What you are asked to do
Write the data below out in full, exactly as it stands.

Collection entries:
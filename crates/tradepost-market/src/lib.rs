//! Contract board, escrowed auctions, and town trading AI for Tradepost.
//!
//! Towns with surplus list it as a [`SellContract`]; towns short of that
//! resource place escrowed bids; the winning bid turns into a
//! [`CourierContract`] that a player claims and delivers. All of it runs on
//! logical ticks, with the world's collaborators passed in through a
//! [`MarketContext`].
//!
//! # Modules
//!
//! - [`ai`] -- Per-town listing and bid scheduling ([`AgentContractAi`]).
//! - [`board`] -- The [`ContractBoard`]: registry, bids, closure, delivery, expiry.
//! - [`config`] -- Market tunables ([`MarketConfig`]).
//! - [`context`] -- Collaborator traits and notification sinks.
//! - [`contract`] -- Contract variants and their state.
//! - [`error`] -- [`BoardError`].
//! - [`pricing`] -- Bid raise, courier cost, and the budget rule.

pub mod ai;
pub mod board;
pub mod config;
pub mod context;
pub mod contract;
pub mod error;
pub mod pricing;

pub use ai::{AgentContractAi, AiTickReport};
pub use board::{BoardState, CloseOutcome, ContractBoard, ExpirySweep, Settlement};
pub use config::MarketConfig;
pub use context::{
    Clock, DistanceOracle, FixedClock, MarketContext, MemoryNotifier, Notification,
    NotificationSink, TracingNotifier,
};
pub use contract::{Contract, ContractTerms, CourierContract, SellContract};
pub use error::BoardError;
pub use pricing::{AbstainReason, BidDecision};
//! Error types for the tradepost-market crate.
//!
//! Ordinary auction outcomes (bid too low, auction closed, ...) are values,
//! see [`BidResult`](tradepost_types::BidResult). The errors here are the
//! cases where a caller asked for something the board cannot do at all.

use tradepost_ledger::LedgerError;
use tradepost_types::{AgentId, ContractId, ContractKind, ResourceId};

/// Errors raised by [`ContractBoard`](crate::ContractBoard) operations.
#[derive(Debug, Clone, PartialEq, Eq, thiserror::Error)]
pub enum BoardError {
    /// No contract with this id is on the board.
    #[error("contract not found: {0}")]
    ContractNotFound(ContractId),

    /// The operation needs a different contract variant.
    #[error("contract {contract_id} is a {actual:?} contract, expected {expected:?}")]
    WrongKind {
        /// The contract addressed.
        contract_id: ContractId,
        /// The variant the operation works on.
        expected: ContractKind,
        /// The variant found on the board.
        actual: ContractKind,
    },

    /// A contract with this id is already registered.
    #[error("duplicate contract id: {0}")]
    DuplicateContract(ContractId),

    /// Quantities must be strictly positive.
    #[error("invalid quantity {quantity} for contract listing")]
    InvalidQuantity {
        /// The rejected quantity.
        quantity: i64,
    },

    /// Unit prices must be strictly positive.
    #[error("invalid unit price {price}")]
    InvalidPrice {
        /// The rejected price.
        price: i64,
    },

    /// The currency itself cannot be listed for sale.
    #[error("{0} is the market currency and cannot be listed")]
    CurrencyListing(ResourceId),

    /// The issuer does not hold the goods it tried to list.
    #[error("{agent} cannot supply {requested} {resource} (holds {available})")]
    InsufficientGoods {
        /// The issuing town.
        agent: AgentId,
        /// The resource listed.
        resource: ResourceId,
        /// Quantity requested.
        requested: i64,
        /// Quantity held.
        available: i64,
    },

    /// Delivery was reported before any player took the courier job.
    #[error("courier contract {0} has no courier assigned")]
    CourierUnassigned(ContractId),

    /// The contract already completed or expired.
    #[error("contract {0} is already settled")]
    AlreadySettled(ContractId),

    /// An escrow movement failed.
    #[error("escrow error: {0}")]
    Escrow(#[from] LedgerError),
}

Finished exercise
filename crates/tradepost-market/src/lib.rs
//! Contract board, escrowed auctions, and town trading AI for Tradepost.
//!
//! Towns with surplus list it as a [`SellContract`]; towns short of that
//! resource place escrowed bids; the winning bid turns into a
//! [`CourierContract`] that a player claims and delivers. All of it runs on
//! logical ticks, with the world's collaborators passed in through a
//! [`MarketContext`].
//!
//! # Modules
//!
//! - [`ai`] -- Per-town listing and bid scheduling ([`AgentContractAi`]).
//! - [`board`] -- The [`ContractBoard`]: registry, bids, closure, delivery, expiry.
//! - [`config`] -- Market tunables ([`MarketConfig`]).
//! - [`context`] -- Collaborator traits and notification sinks.
//! - [`contract`] -- Contract variants and their state.
//! - [`error`] -- [`BoardError`].
//! - [`pricing`] -- Bid raise, courier cost, and the budget rule.

pub mod ai;
pub mod board;
pub mod config;
pub mod context;
pub mod contract;
pub mod error;
pub mod pricing;

pub use ai::{AgentContractAi, AiTickReport};
pub use board::{BoardState, CloseOutcome, ContractBoard, ExpirySweep, Settlement};
pub use config::MarketConfig;
pub use context::{
    Clock, DistanceOracle, FixedClock, MarketContext, MemoryNotifier, Notification,
    NotificationSink, TracingNotifier,
};
pub use contract::{Contract, ContractTerms, CourierContract, SellContract};
pub use error::BoardError;
pub use pricing::{AbstainReason, BidDecision};
//! Error types for the tradepost-market crate.
//!
//! Ordinary auction outcomes (bid too low, auction closed, ...) are values,
//! see [`BidResult`](tradepost_types::BidResult). The errors here are the
//! cases where a caller asked for something the board cannot do at all.

use tradepost_ledger::LedgerError;
use tradepost_types::{AgentId, ContractId, ContractKind, ResourceId};

/// Errors raised by [`ContractBoard`](crate::ContractBoard) operations.
#[derive(Debug, Clone, PartialEq, Eq, thiserror::Error)]
pub enum BoardError {
    /// No contract with this id is on the board.
    #[error("contract not found: {0}")]
    ContractNotFound(ContractId),

    /// The operation needs a different contract variant.
    #[error("contract {contract_id} is a {actual:?} contract, expected {expected:?}")]
    WrongKind {
        /// The contract addressed.
        contract_id: ContractId,
        /// The variant the operation works on.
        expected: ContractKind,
        /// The variant found on the board.
        actual: ContractKind,
    },

    /// A contract with this id is already registered.
    #[error("duplicate contract id: {0}")]
    DuplicateContract(ContractId),

    /// Quantities must be strictly positive.
    #[error("invalid quantity {quantity} for contract listing")]
    InvalidQuantity {
        /// The rejected quantity.
        quantity: i64,
    },

    /// Unit prices must be strictly positive.
    #[error("invalid unit price {price}")]
    InvalidPrice {
        /// The rejected price.
        price: i64,
    },

    /// The currency itself cannot be listed for sale.
    #[error("{0} is the market currency and cannot be listed")]
    CurrencyListing(ResourceId),

    /// The issuer does not hold the goods it tried to list.
    #[error("{agent} cannot supply {requested} {resource} (holds {available})")]
    InsufficientGoods {
        /// The issuing town.
        agent: AgentId,
        /// The resource listed.
        resource: ResourceId,
        /// Quantity requested.
        requested: i64,
        /// Quantity held.
        available: i64,
    },

    /// Delivery was reported before any player took the courier job.
    #[error("courier contract {0} has no courier assigned")]
    CourierUnassigned(ContractId),

    /// The contract already completed or expired.
    #[error("contract {0} is already settled")]
    AlreadySettled(ContractId),

    /// An escrow movement failed.
    #[error("escrow error: {0}")]
    Escrow(#[from] LedgerError),
}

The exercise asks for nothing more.